三菱電機が、JR東日本の東北本線平泉駅(岩手県西磐井郡平泉町)に、発電容量78kWの太陽光発電や蓄電池などの電機品を使用した電力供給システムを納入したと発表。商用の電力を使用しないゼロエミッションステーションを目指すもので、6月28日から使用を開始する
今回納入されたシステムは、太陽光発電とリチウムイオン蓄電池を組み合わせることで、晴天日においては夜間も含めて駅で消費する電力を太陽光発電で賄うゼロエミッションを実現するもの。太陽光発電によって駅に電力供給を行うと同時に、発電の余剰分は蓄電池に充電。夜間や天候不良などで発電量が不足した場合に蓄電池から電力供給するという。また、蓄電池からの放電後やシステム異常時は商用電源から供給するなど、電力変換装置で太陽光発電・蓄電池・商用電源を無停電で切り替え、安定した電力を供給できるシステムとなっている。

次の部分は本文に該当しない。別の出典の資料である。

use std::collections::HashMap;
use std::time::Duration;

use serde::Deserialize;
use url::Url;

#[derive(Clone, Deserialize)]
pub struct Config {
    pub db_path: Option<String>,

    /// Name this instance reports as `requestingModule` in outbound sync
    /// requests.
    #[serde(default = "defaults::module_name")]
    pub module_name: String,

    #[serde(default = "defaults::listen_addr")]
    pub listen_addr: String,

    /// Delivery attempts before a message is dead-lettered.
    #[serde(default = "defaults::max_attempts")]
    pub max_attempts: u32,

    /// Retry delays in seconds, indexed by attempt number. Attempts past the
    /// end of the table reuse the last entry.
    #[serde(default = "defaults::backoff_delays")]
    pub backoff_delays: Vec<u64>,

    /// Upper bound on how long the processor sleeps between passes when no
    /// store change notification arrives.
    #[serde(default = "defaults::fallback_poll_secs")]
    pub fallback_poll_secs: u64,

    /// Comma separated `module=base-url` pairs used to address owning
    /// modules, e.g. `billing=http://billing:8080,crm=http://crm:8080`.
    pub modules: Option<String>,
}

mod defaults {
    pub fn module_name() -> String {
        "relaymq".to_owned()
    }

    pub fn listen_addr() -> String {
        "127.0.0.1:8080".to_owned()
    }

    pub fn max_attempts() -> u32 {
        5
    }

    pub fn backoff_delays() -> Vec<u64> {
        vec![5, 30, 120, 600]
    }

    pub fn fallback_poll_secs() -> u64 {
        30
    }
}

impl Config {
    pub fn load() -> eyre::Result<Self> {
        let config = envy::prefixed("RELAYMQ_").from_env::<Self>()?;
        config.validate()?;
        Ok(config)
    }

    pub fn validate(&self) -> eyre::Result<()> {
        if self.backoff_delays.is_empty() {
            eyre::bail!("backoff_delays must contain at least one entry");
        }
        if self.max_attempts == 0 {
            eyre::bail!("max_attempts must be at least 1");
        }
        Ok(())
    }

    /// Delay before retrying the given (1-based) failed attempt. The index
    /// clamps to the last table entry.
    pub fn backoff_delay(&self, attempt: u32) -> Duration {
        let idx = (attempt.saturating_sub(1) as usize).min(self.backoff_delays.len() - 1);
        Duration::from_secs(self.backoff_delays[idx])
    }

    pub fn fallback_poll_interval(&self) -> Duration {
        Duration::from_secs(self.fallback_poll_secs)
    }

    pub fn module_endpoints(&self) -> eyre::Result<HashMap<String, Url>> {
        let mut endpoints = HashMap::new();

        let Some(raw) = &self.modules else {
            return Ok(endpoints);
        };

        for pair in raw.split(',').filter(|s| !s.trim().is_empty()) {
            let (name, url) = pair
                .split_once('=')
                .ok_or_else(|| eyre::eyre!("invalid module mapping: {pair}"))?;
            endpoints.insert(name.trim().to_owned(), Url::parse(url.trim())?);
        }

        Ok(endpoints)
    }
}

impl Default for Config {
    fn default() -> Self {
        Self {
            db_path: None,
            module_name: defaults::module_name(),
            listen_addr: defaults::listen_addr(),
            max_attempts: defaults::max_attempts(),
            backoff_delays: defaults::backoff_delays(),
            fallback_poll_secs: defaults::fallback_poll_secs(),
            modules: None,
        }
    }
}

今回の平泉駅と同様にゼロミッションを目指す駅としては、2010年に阪急電鉄 が京都本線に新設した摂津市駅が挙げられる。太陽光発電機器の設置やLED照明による低消費電力化、エレベーターのブレーキ時に発生する回生電力を蓄電して力行時に利用するシステムなどが導入されている。しかし、平泉駅と大きく異なるのは、平泉駅が商用電力使用ゼロを目指すものであるのに対し、摂津市駅は駅に由来するCO2の排出量ゼロを実現している点である。そのため後者には前述以外にも雨水利用や無水トイレなどで水道利用によるCO2排出を削減、壁面緑化などを施してCO2の吸収も図っている。震災を機に人や企業の意識が大きく変わったことを如実に表しているであろう。求められるべきは、商用電力使用ゼロを目指すだけでなく、CO2排出ゼロも実現している施設なのではないだろうか。